Transformational Technologies 5 Taming Seasickness


I get queasy at sea, and throw up from time to time. Terrie, my wife, and Pippin, our daughter, get really seasick. Paul, our son, is almost immune, although there has been the odd occasion when all four of us have been hanging over the rail, throwing up together. It’s not the best family bonding experience.

In our early cruising days, Scopoline patches were readily available, and very effective. However, we rarely used them because they made us feel ‘spacey’, and I found it hard to read a chart (the symbols would tend to jump around). Scopolomine did, however, keep Terrie operative on a rough 5-day passage across the Gulf of Mexico, during which I got her pregnant (that patch must have been doing a pretty good job). Shortly thereafter it was reported that Scopolomine could cause birth defects. It disappeared from the marketplace (for seasickness) until its reemergence a year or so ago in a modified form.

I spent the months of Terrie’s pregnancy privately worrying about the baby she was carrying. It was a long and arduous delivery. When Pippin finally started to emerge, I couldn’t sort one body part out from another. I can still remember the immense sense of relief when it became clear all her fingers and toes were intact and everything was in order. We’ve never taken Scopolomine again.

We took Pippin cruising just after her first birthday. Contrary to what was written in books at that time, babies get seasick. When we went ashore, Pippin would engage in a sit down strike rather than get back in the dinghy to go out to the boat. One of the first things she learned to say was a chant repeated over and over: “No boat, walk on the beach. No boat, walk on the beach…”. 

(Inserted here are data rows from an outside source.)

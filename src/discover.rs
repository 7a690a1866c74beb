//! Discovery of compilation databases under the repository root

use std::path::{Path, PathBuf};

use ignore::WalkBuilder;
use tracing::debug;

use crate::paths;

/// File name every compilation database is stored under.
pub const DATABASE_FILE_NAME: &str = "compile_commands.json";

/// Collect every `compile_commands.json` under `root`, skipping
/// excluded prefixes. Results are sorted by path so everything
/// downstream sees databases in a stable order.
///
/// Build trees are routinely gitignored, so gitignore semantics are
/// disabled; hidden directories are walked; symlinks are not followed.
pub fn discover_databases(root: &Path, excluded_prefixes: &[String]) -> Vec<PathBuf> {
    let walker = WalkBuilder::new(root)
        .git_ignore(false)
        .git_global(false)
        .git_exclude(false)
        .hidden(false)
        .follow_links(false)
        .build();

    let mut discovered = Vec::new();
    for entry in walker {
        let entry = match entry {
            Ok(entry) => entry,
            Err(e) => {
                debug!("walk error under {}: {}", root.display(), e);
                continue;
            }
        };
        if !entry.file_type().is_some_and(|t| t.is_file()) {
            continue;
        }
        if entry.file_name() != DATABASE_FILE_NAME {
            continue;
        }
        let Some(rel) = paths::relative_to_root(entry.path(), root) else {
            continue;
        };
        if paths::is_excluded(&rel, excluded_prefixes) {
            continue;
        }
        discovered.push(entry.into_path());
    }
    discovered.sort();
    discovered
}

/// Database key for a database file: its parent directory relative to
/// the root, forward slashes. A database sitting at the root itself
/// gets the key `.`.
pub fn database_key(db_path: &Path, root: &Path) -> String {
    let parent = db_path.parent().unwrap_or(root);
    paths::relative_to_root(parent, root).unwrap_or_else(|| ".".to_string())
}

#[cfg(test)]
mod tests {
    use super::*;
    use std::fs;

    fn write_db(root: &Path, rel_dir: &str) -> PathBuf {
        let dir = root.join(rel_dir);
        fs::create_dir_all(&dir).unwrap();
        let path = dir.join(DATABASE_FILE_NAME);
        fs::write(&path, "[]").unwrap();
        path
    }

    #[test]
    fn test_discovery_is_sorted() {
        let tmp = tempfile::tempdir().unwrap();
        let root = tmp.path();
        write_db(root, "build/zeta");
        write_db(root, "build/alpha");
        write_db(root, "out");

        let found = discover_databases(root, &[]);
        let keys: Vec<String> = found.iter().map(|p| database_key(p, root)).collect();
        assert_eq!(keys, vec!["build/alpha", "build/zeta", "out"]);
    }

    #[test]
    fn test_discovery_ignores_other_files() {
        let tmp = tempfile::tempdir().unwrap();
        let root = tmp.path();
        write_db(root, "build");
        fs::write(root.join("build").join("compile_flags.txt"), "-Wall").unwrap();

        let found = discover_databases(root, &[]);
        assert_eq!(found.len(), 1);
    }

    #[test]
    fn test_discovery_applies_exclusions() {
        let tmp = tempfile::tempdir().unwrap();
        let root = tmp.path();
        write_db(root, "build/keep");
        write_db(root, "build/skip");

        let excludes = vec!["build/skip/".to_string()];
        let found = discover_databases(root, &excludes);
        let keys: Vec<String> = found.iter().map(|p| database_key(p, root)).collect();
        assert_eq!(keys, vec!["build/keep"]);
    }

    #[test]
    fn test_discovery_walks_hidden_directories() {
        let tmp = tempfile::tempdir().unwrap();
        let root = tmp.path();
        write_db(root, ".build/debug");

        let found = discover_databases(root, &[]);
        let keys: Vec<String> = found.iter().map(|p| database_key(p, root)).collect();
        assert_eq!(keys, vec![".build/debug"]);
    }

    #[test]
    fn test_database_key_at_root() {
        let tmp = tempfile::tempdir().unwrap();
        let root = tmp.path();
        let path = write_db(root, ".");
        assert_eq!(database_key(&path, root), ".");
    }
}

We ended that cruise with a slow, calm passage from Haiti up the Bahamas Channel to Key West. At one point Pippin called out:  “Mummy, I feel sick”.  Her throat and stomach were moving in little spasms.  Oh no, we thought, how can this be in such easy conditions.  “Mummy”, she said “I’m farting in my throat”.  She had the hiccups. 

Subsequently we tried all kinds of seasick remedies, including acu-pressure bands (elasticized wrist bands with an embedded plastic knob that applies pressure to a nerve in the wrist) and ginger in different forms. Nothing really worked, other than a mixture of promethazine and ephedrine (developed by NASA for space sickness) which has significant side effects. Of the over-the-counter medicines, like so many other sailors we have found Stugeron to be the most helpful (not available in the USA).

Seasickness has put a permanent damper on our cruising, to the point that we get the passages out of the way as fast as possible, and then island hop. This is one of the reasons we like the Caribbean so much – once you get there, it is just a short sail from one lovely anchorage or island to another. I have always wanted to sail the Pacific, but until recently had given up on this goal because of the long passages.

This past year we moved a long way towards solving the seasickness problem. The miracle cure is a wrist band that administers a tiny electric shock to that same nerve we were trying to hit with the acu-pressure bands.

I am a skeptic when it comes to this kind of thing, but I can’t deny the evidence in front of my eyes. Terrie has not been sick once since using the wrist band. Although she still feels queasy at times, she will sit and read a book in conditions that would have previously completely incapacitated her. I have deliberately got myself to the point of just about throwing up, and then put on the band. It’s a strange feeling. There are two nerves in the wrist close to one another. If you shock one, it sends a tingle up the thumb or forefinger and seems to do nothing. If you shock the other, it sends a tingle up the middle finger and the seasickness goes away. We’ve tried it on a friend’s wife, who has been another perennially sick, somewhat reluctant sailing partner, with the same magic result.

The band has its limitations. The shock has to be administered in a very precise place. You can’t keep the band accurately located when working the boat. But then people rarely get sick when working. If this technology works as well for others at it has for us in relieving the misery of seasickness, it will, for many, rank even above the miracles of satellite navigation and other wonders as the single most important technical advance that we have seen in the cruising world in our lifetimes.